------ Material for this task

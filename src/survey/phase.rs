//! Phase Controller: bounds, step sizes, confidence and the stop rule.
//!
//! 阶段由已答题数、强制细查计数和 pivot 失败标志共同决定：
//! Coarse (大步二分) → Fine (小步收敛) → Verify (围绕锚点复核)。

use crate::survey::config::SurveyConfig;
use crate::survey::types::{Phase, SurveySession};

pub struct PhaseController<'a> {
    config: &'a SurveyConfig,
}

impl<'a> PhaseController<'a> {
    pub fn new(config: &'a SurveyConfig) -> Self {
        Self { config }
    }

    /// Phase for the next question given what has been answered so far.
    pub fn phase_for(&self, session: &SurveySession) -> Phase {
        let answered = session.question_count();
        let budget = &self.config.budget;

        if session.forced_fine_remaining > 0 {
            Phase::Fine
        } else if answered < budget.coarse_questions && !session.pivot_failed {
            Phase::Coarse
        } else if answered < budget.fine_questions_end {
            Phase::Fine
        } else {
            Phase::Verify
        }
    }

    /// Narrows the bounds after a Coarse or Fine answer. Verify answers leave
    /// the bounds untouched.
    pub fn apply_answer(&self, session: &mut SurveySession, phase: Phase, rank: u32, correct: bool) {
        match phase {
            Phase::Coarse | Phase::Fine => {
                if correct {
                    session.low_bound = rank;
                } else {
                    session.high_bound = rank;
                }
            }
            Phase::Verify => {}
        }
        self.normalize_bounds(session);
    }

    /// Restores `1 <= low <= high <= max`. Inversion should not happen; when it
    /// does it is repaired here and never reaches the metrics.
    pub fn normalize_bounds(&self, session: &mut SurveySession) {
        if session.low_bound > session.high_bound {
            tracing::warn!(
                session_id = %session.id,
                phase = session.phase.as_str(),
                question = session.question_count(),
                low = session.low_bound,
                high = session.high_bound,
                "Bound inversion detected, swapping"
            );
            std::mem::swap(&mut session.low_bound, &mut session.high_bound);
        }
        let max = session.max_rank.max(1);
        session.low_bound = session.low_bound.clamp(1, max);
        session.high_bound = session.high_bound.clamp(session.low_bound, max);
    }

    /// Freezes the boundary estimate and widens the bounds so every re-probe
    /// stays inside them.
    pub fn enter_verify(&self, session: &mut SurveySession) {
        let anchor = midpoint(session.low_bound, session.high_bound);
        let margin = self.config.search.verify_step.saturating_mul(2);
        let max = session.max_rank.max(1);

        session.verify_anchor = Some(anchor);
        session.low_bound = session.low_bound.min(anchor.saturating_sub(margin)).max(1);
        session.high_bound = session.high_bound.max(anchor.saturating_add(margin)).min(max);

        tracing::debug!(
            session_id = %session.id,
            anchor,
            low = session.low_bound,
            high = session.high_bound,
            "Entering verify phase"
        );
    }

    /// Rank for the next non-pivot question in `phase`.
    pub fn next_rank(&self, session: &SurveySession, phase: Phase) -> u32 {
        let search = &self.config.search;
        let (low, high) = (session.low_bound, session.high_bound);

        let raw = match phase {
            Phase::Coarse | Phase::Fine => {
                let base = if phase == Phase::Coarse { search.coarse_step } else { search.fine_step };
                let step = scaled(base, session.step_scale);
                let mid = midpoint(low, high) as i64;
                let current = session.current_rank as i64;
                current + (mid - current).clamp(-step, step)
            }
            Phase::Verify => {
                let anchor = session.verify_anchor.unwrap_or_else(|| midpoint(low, high)) as i64;
                let probe = session
                    .history
                    .iter()
                    .filter(|r| r.phase == Phase::Verify && !r.is_pivot)
                    .count();
                anchor + verify_offset(probe, scaled(search.verify_step, session.step_scale))
            }
        };

        let max = session.max_rank.max(1) as i64;
        raw.clamp(low as i64, high as i64).clamp(1, max) as u32
    }

    /// Weighted blend of bound stability, bound precision and verify agreement.
    pub fn confidence(&self, session: &SurveySession) -> f64 {
        let search = &self.config.search;

        let stability = stability(session, search.stability_window);
        let scale = (session.max_rank as f64 / 8.0).max(1.0);
        let precision = (1.0 - session.width() as f64 / scale).clamp(0.0, 1.0);
        let agreement = agreement(session);

        let confidence = search.stability_weight * stability
            + search.precision_weight * precision
            + search.agreement_weight * agreement;
        let confidence = confidence.clamp(0.0, 1.0);

        if session.forced_fine_remaining > 0 {
            confidence.min(search.pivot_failure_confidence_cap)
        } else {
            confidence
        }
    }

    pub fn should_stop(&self, session: &SurveySession) -> bool {
        let answered = session.question_count();
        let budget = &self.config.budget;

        answered >= budget.max_questions
            || (answered >= budget.target_questions
                && session.confidence >= self.config.search.confidence_threshold
                && session.forced_fine_remaining == 0)
    }
}

pub fn midpoint(low: u32, high: u32) -> u32 {
    low + high.saturating_sub(low) / 2
}

fn scaled(step: u32, scale: f64) -> i64 {
    ((step as f64 * scale).round() as i64).max(1)
}

/// -1, +1, -2, +2, -1, +1, ... steps around the anchor.
fn verify_offset(probe: usize, step: i64) -> i64 {
    let k = ((probe / 2) % 2 + 1) as i64;
    if probe % 2 == 0 {
        -k * step
    } else {
        k * step
    }
}

fn stability(session: &SurveySession, window: usize) -> f64 {
    if window == 0 || session.history.len() < window {
        return 0.0;
    }
    let widths = session.history[session.history.len() - window..]
        .iter()
        .map(|r| r.width_after());
    let (min, max) = widths.fold((u32::MAX, 0u32), |(lo, hi), w| (lo.min(w), hi.max(w)));
    1.0 - (max - min) as f64 / max.max(1) as f64
}

fn agreement(session: &SurveySession) -> f64 {
    let Some(anchor) = session.verify_anchor else {
        return 1.0;
    };
    let verify: Vec<_> = session
        .history
        .iter()
        .filter(|r| r.phase == Phase::Verify && !r.is_pivot)
        .collect();
    if verify.is_empty() {
        return 1.0;
    }
    let consistent = verify
        .iter()
        .filter(|r| r.is_correct == (r.target_rank <= anchor))
        .count();
    consistent as f64 / verify.len() as f64
}
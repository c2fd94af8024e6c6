use std::sync::Arc;
use std::time::Instant;

use tokio::sync::broadcast;

use crate::config::Config;
use crate::store::Store;
use crate::survey::SurveyOrchestrator;

/// Shared handler state. Cloning is cheap; everything heavy sits behind `Arc`.
#[derive(Clone)]
pub struct AppState {
    store: Arc<Store>,
    surveys: Arc<SurveyOrchestrator>,
    config: Arc<Config>,
    shutdown_tx: broadcast::Sender<()>,
    started_at: Instant,
}

impl AppState {
    pub fn new(
        store: Arc<Store>,
        surveys: Arc<SurveyOrchestrator>,
        config: &Config,
        shutdown_tx: broadcast::Sender<()>,
    ) -> Self {
        Self {
            store,
            surveys,
            config: Arc::new(config.clone()),
            shutdown_tx,
            started_at: Instant::now(),
        }
    }

    pub fn store(&self) -> &Store {
        &self.store
    }

    pub fn surveys(&self) -> &SurveyOrchestrator {
        &self.surveys
    }

    pub fn config(&self) -> &Config {
        &self.config
    }

    pub fn shutdown_rx(&self) -> broadcast::Receiver<()> {
        self.shutdown_tx.subscribe()
    }

    pub fn uptime_secs(&self) -> u64 {
        self.started_at.elapsed().as_secs()
    }

    /// Surveys can only start once the store answers and words are loaded.
    pub async fn is_ready(&self) -> bool {
        self.store.ping().is_ok() && self.surveys.lexicon_stats().await.word_count > 0
    }
}

#[cfg(test)]
mod tests {
    use crate::survey::{Lexicon, SurveyConfig};

    use super::*;

    fn state(dir: &tempfile::TempDir, lexicon: Lexicon) -> (AppState, broadcast::Sender<()>) {
        let cfg = Config::from_env();
        let store = Arc::new(Store::open(dir.path().join("state.sled").to_str().unwrap()).unwrap());
        let surveys = Arc::new(
            SurveyOrchestrator::new(store.clone(), SurveyConfig::default(), lexicon, cfg.session_ttl())
                .unwrap(),
        );
        let (tx, _) = broadcast::channel(4);
        (AppState::new(store, surveys, &cfg, tx.clone()), tx)
    }

    #[tokio::test]
    async fn every_subscriber_sees_shutdown() {
        let dir = tempfile::tempdir().unwrap();
        let (state, tx) = state(&dir, Lexicon::default());

        let mut rx1 = state.shutdown_rx();
        let mut rx2 = state.clone().shutdown_rx();
        tx.send(()).unwrap();
        rx1.recv().await.unwrap();
        rx2.recv().await.unwrap();
    }

    #[tokio::test]
    async fn empty_lexicon_is_not_ready() {
        let dir = tempfile::tempdir().unwrap();
        let (state, _tx) = state(&dir, Lexicon::default());
        assert!(!state.is_ready().await);
    }
}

------------

- **Task brief**
Read the data above and pull out each line that holds the string "broadcast".

- **Written response**
use tokio::sync::broadcast;
    shutdown_tx: broadcast::Sender<()>,
        shutdown_tx: broadcast::Sender<()>,
    pub fn shutdown_rx(&self) -> broadcast::Receiver<()> {
    fn state(dir: &tempfile::TempDir, lexicon: Lexicon) -> (AppState, broadcast::Sender<()>) {
        let (tx, _) = broadcast::channel(4);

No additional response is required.